In past years, many manufacturers, according to Brady, were rather secretive about their processes and proprietary procedures. However, their human resource employees realized that as unemployment went down, they had to begin reaching out to communities to get employees.
One of Brady’s responsibilities is to help these companies know the best places to reach out to the community. Also, he works to bring together community leaders and students who can prepare ahead of time for a good career.
“Students don’t have to leave the east Alabama area to find a good family-sustaining career,” Brady said.
The current post-COVID period has changed the work environment. Companies, especially manufacturers, are having a hard time finding people to apply for jobs. The situation is good for employees because it can drive up wages.
Brady’s job is also to facilitate the relationships that allow a company to voice their needs to the public, politicians and educational entities. Earlier this week, he met with company representatives in the transportation sector, which needs certified truck drivers and warehouse workers. Representatives from Gadsden State Community College, who were present in the meeting, plan to expand the Commercial Driver’s License training programs and make other changes, simply because they are listening to the company representatives.

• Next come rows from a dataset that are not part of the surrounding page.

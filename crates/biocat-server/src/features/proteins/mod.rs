//! Protein aggregates: nested create/update, reads and domain coverage

pub mod assignments;
pub mod commands;
pub mod queries;
pub mod routes;
pub mod types;

pub use commands::{
    CreateProteinCommand, CreateProteinError, DeleteProteinCommand, DeleteProteinError,
    UpdateProteinCommand, UpdateProteinError,
};
pub use queries::{
    CoverageError, CoverageQuery, CoverageResponse, GetProteinError, GetProteinQuery,
    ListProteinsByTaxaError, ListProteinsByTaxaQuery, ListProteinsError, ListProteinsQuery,
    ProteinByTaxaItem,
};
pub use routes::proteins_routes;
pub use types::{ProteinAggregate, ProteinInput, ProteinPayload};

Brady recommends that those looking for jobs visit the Alabama Career Center in their community, which, for Calhoun Countians, is next door to the Ayers Campus of GSCC on Coleman Road.
Brady’s suggestion for students is to realize a high school diploma, in today’s world, isn’t enough; however, that doesn’t mean they need a four-year degree. Perhaps, instead, they need to engage in a certification program or a two-year college degree.
All these efforts to match employees and employers are coming about because of the Workforce Innovation and Opportunity Act, a federal program, which provides a variety of funding streams for scholarships for people who want to learn a trade. Also, companies may be able to get money to help train their potential employees. On-the-job training is also available, and the WIOA provides some companies with funding to help pay for an employee’s salary while they are being trained. The WIOA also provides tax incentives to companies and programs of other kinds.
“The hiring fair is a great way to see many of our regional companies all in one location,” Brady said, “and job-seekers can shop around for the best opportunities while selling themselves to the representatives of these companies.”